Einstein by Steven Gimbel
Author:Steven Gimbel
Language: eng
Format: mobi
Publisher: Yale University Press
Published: 2015-07-12T07:00:00+00:00
5
The Worldwide Jewish Celebrity
ALBERT EINSTEIN RENOUNCED his German citizenship as a teenager at the same time that he renounced his Judaism. In his mind, both nationalism and religiosity were symptoms of a shackled mind requiring unthinking loyalty to a structure built on authority. As the unpleasantness surrounding his Nobel Prize illustrated, he had resolved himself with respect to citizenship. He openly declared himself to be Swiss despite the fact that he had turned down a significant offer that would have brought him back to Zurich, choosing to remain in Berlin.
While his status as a Swiss citizen was initially acquired for pragmatic reasons, that being to secure a job, the case was different with religious affiliation. When filling out the paperwork for his position in Prague, Einstein had to specify a religion. The law would not allow him to leave it empty or declare himself an unbeliever, and eventually he put down “Mosaic.”1 Similarly, on his divorce forms, he wanted to write “dissenter” as his religion, but the clerk again filled in “Mosaic.”2 At a time when Einstein openly declared himself to be Swiss despite not living in Switzerland, he still did not consider himself Jewish.
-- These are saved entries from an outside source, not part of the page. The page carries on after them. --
impl DispatchRecord {
    /// Open a record for a task that has just been received
    pub fn open(task: &Task) -> Self {
        Self {
            task_id: task.id.clone(),
            domain: task.domain,
            attempts: Vec::new(),
            outcome: DispatchOutcome::Reject,
            state: DispatchState::Pending,
            exhausted_by: None,
            transitions: vec![DispatchState::Pending],
            started_at: Utc::now(),
            finished_at: None,
        }
    }

    /// Move to `state`, recording the transition
    pub fn transition(&mut self, state: DispatchState) {
        tracing::debug!("Task {}: {:?} -> {:?}", self.task_id, self.state, state);
        self.state = state;
        self.transitions.push(state);
    }

    pub fn push_attempt(&mut self, attempt: Attempt) {
        self.attempts.push(attempt);
    }

    /// Close the record as accepted
    pub fn accept(&mut self) {
        self.outcome = DispatchOutcome::Accept;
        self.exhausted_by = None;
        self.transition(DispatchState::Accepted);
        self.finished_at = Some(Utc::now());
    }

    /// Close the record as exhausted; the last attempt's decision becomes `reject`
    pub fn exhaust(&mut self, reason: ExhaustionReason) {
        if let Some(last) = self.attempts.last_mut() {
            last.scored.decision = Decision::Reject;
        }
        self.outcome = DispatchOutcome::Reject;
        self.exhausted_by = Some(reason);
        self.transition(DispatchState::Exhausted);
        self.finished_at = Some(Utc::now());
    }

    pub fn is_terminal(&self) -> bool {
        self.state.is_terminal()
    }

    pub fn is_accepted(&self) -> bool {
        self.outcome == DispatchOutcome::Accept
    }

    pub fn is_cancelled(&self) -> bool {
        self.exhausted_by == Some(ExhaustionReason::Cancelled)
    }

    pub fn last_attempt(&self) -> Option<&Attempt> {
        self.attempts.last()
    }

    /// The accepted result, if any
    pub fn accepted(&self) -> Option<&ScoredResult> {
        if !self.is_accepted() {
            return None;
        }
        self.attempts.last().map(|a| &a.scored)
    }

    pub fn has_attempted(&self, handler_id: &str) -> bool {
        self.attempts.iter().any(|a| a.handler_id() == handler_id)
    }

    /// Handler ids in the order they were attempted
    pub fn attempted_ids(&self) -> Vec<&str> {
        self.attempts.iter().map(Attempt::handler_id).collect()
    }

    /// Confidence of each attempt in order
    pub fn confidences(&self) -> Vec<f64> {
        self.attempts.iter().map(|a| a.scored.confidence).collect()
    }
}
The pride in his Swiss citizenship came in part from his desire to remain alienated from Germany because of cultural elements that disturbed him as a child. Those aspects of German society flared up between the World Wars in a way that also made him view his Jewishness in a new light. Being Swiss, for Einstein, was not about whether he lived in Switzerland; rather it meant having a certain stance toward the world, an approach he had seen in his Swiss “papa” Jost Winteler. To be a citizen did not mean to embrace nationalistic sentiment toward your home nation. You could love your country and still be a free thinker. The fall of the Weimar government and the rise of National Socialism would create the same sort of dichotomy for Einstein with respect to religion. Einstein could become Jewish again in his own mind without having to surrender the scientific worldview, the personal ethic, or the metaphysical foundations upon which he rested his physical theories. Being Jewish became, for Einstein, similar to being Swiss. It was not a religious proclamation but something else, something more subtle, an inalienable aspect of his being.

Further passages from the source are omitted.